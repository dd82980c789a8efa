use std::collections::BTreeMap;

use tracing::{debug, info, warn};
use uuid::Uuid;

use super::compiler;
use super::params::{self, RawParameter};
use super::types::{ResolvedTool, RunContext, RunRequest, Stage};
use crate::config::{Catalogs, TokenPolicy};
use crate::error::{PipelineError, Result};
use crate::logging::DetailedLog;

/// Validate `request` against the catalogs and build the run's context.
///
/// Either every stage entry resolves or nothing does; no container is
/// touched here. Under [`TokenPolicy::Strict`] each entry is also
/// test-compiled so unresolvable `{tokens}` fail now rather than mid-run.
pub fn resolve(request: RunRequest, catalogs: &Catalogs, policy: TokenPolicy) -> Result<RunContext> {
    if request.profile.trim().is_empty() {
        return Err(PipelineError::MissingField("profile"));
    }
    if request.app_name.trim().is_empty() {
        return Err(PipelineError::MissingField("app-name"));
    }

    let profile = catalogs
        .pipelines
        .get(&request.profile)
        .ok_or_else(|| PipelineError::UnknownProfile(request.profile.clone()))?;

    if profile.pipeline.is_empty() {
        return Err(PipelineError::EmptyPipeline(request.profile.clone()));
    }

    let mut stages = profile.clone();
    let mut overridden = 0usize;
    let mut order: Vec<&str> = Vec::new();

    for stage in Stage::ALL {
        for entry in stages.entries_mut(stage) {
            let tool = catalogs
                .tools
                .get(&entry.tool)
                .ok_or_else(|| PipelineError::UnknownTool {
                    stage,
                    tool: entry.tool.clone(),
                })?;

            if let Some(name) = request.tool_profile.as_deref()
                && tool.has_profile(name)
                && entry.tool_profile != name
            {
                debug!(
                    "{stage}: {} profile {} -> {name} (override)",
                    entry.tool, entry.tool_profile
                );
                entry.tool_profile = name.to_string();
                overridden += 1;
            }

            if !tool.has_profile(&entry.tool_profile) {
                return Err(PipelineError::UnknownToolProfile {
                    stage,
                    tool: entry.tool.clone(),
                    profile: entry.tool_profile.clone(),
                });
            }
            debug!("{stage}: {} with profile {}", entry.tool, entry.tool_profile);
        }
    }

    if let Some(name) = request.tool_profile.as_deref()
        && overridden == 0
    {
        warn!("tool profile override `{name}` matched no stage entry");
    }

    for stage in Stage::ALL {
        for entry in profile.entries(stage) {
            if !order.contains(&entry.tool.as_str()) {
                order.push(&entry.tool);
            }
        }
    }

    let raw = params::parse_raw(&request.params)?;
    let mut tools = BTreeMap::new();
    for name in &order {
        let definition = &catalogs.tools[*name];
        let bound = params::bind(name, &definition.parameters, &raw)?;
        debug!("{name}: bound parameters [{bound}]");
        tools.insert(
            name.to_string(),
            ResolvedTool {
                definition: definition.clone(),
                params: bound,
            },
        );
    }
    warn_unused(&raw, &tools);

    if policy == TokenPolicy::Strict {
        for stage in Stage::ALL {
            for entry in stages.entries(stage) {
                let tool = &tools[&entry.tool];
                compiler::compile(
                    stage,
                    &entry.tool,
                    &tool.definition,
                    &entry.tool_profile,
                    &tool.params,
                    policy,
                )?;
            }
        }
    }

    info!(
        "resolved profile `{}` for `{}`: {} startup, {} pipeline, {} final, {} runevery entries",
        request.profile,
        request.app_name,
        stages.startup.len(),
        stages.pipeline.len(),
        stages.final_stage.len(),
        stages.run_every.len(),
    );

    Ok(RunContext {
        run_id: Uuid::new_v4(),
        request,
        stages,
        tools,
        mount: None,
        volume: None,
        launched: Vec::new(),
        log: DetailedLog::discard(),
    })
}

fn warn_unused(raw: &[RawParameter], tools: &BTreeMap<String, ResolvedTool>) {
    for param in raw {
        let used = tools
            .values()
            .any(|t| t.definition.parameters.contains_key(&param.name));
        if !used {
            warn!("parameter `{}` is not declared by any tool in this run", param.name);
        }
    }
}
——
What needs to be done:
Your output should consist solely of the lines from the beginning of the entries through the line containing "use crate::logging::DetailedLog;", reproduced exactly.

Exercise answer:
repository dd82980c789a8efa
use std::collections::BTreeMap;

use tracing::{debug, info, warn};
use uuid::Uuid;

use super::compiler;
use super::params::{self, RawParameter};
use super::types::{ResolvedTool, RunContext, RunRequest, Stage};
use crate::config::{Catalogs, TokenPolicy};
use crate::error::{PipelineError, Result};
use crate::logging::DetailedLog;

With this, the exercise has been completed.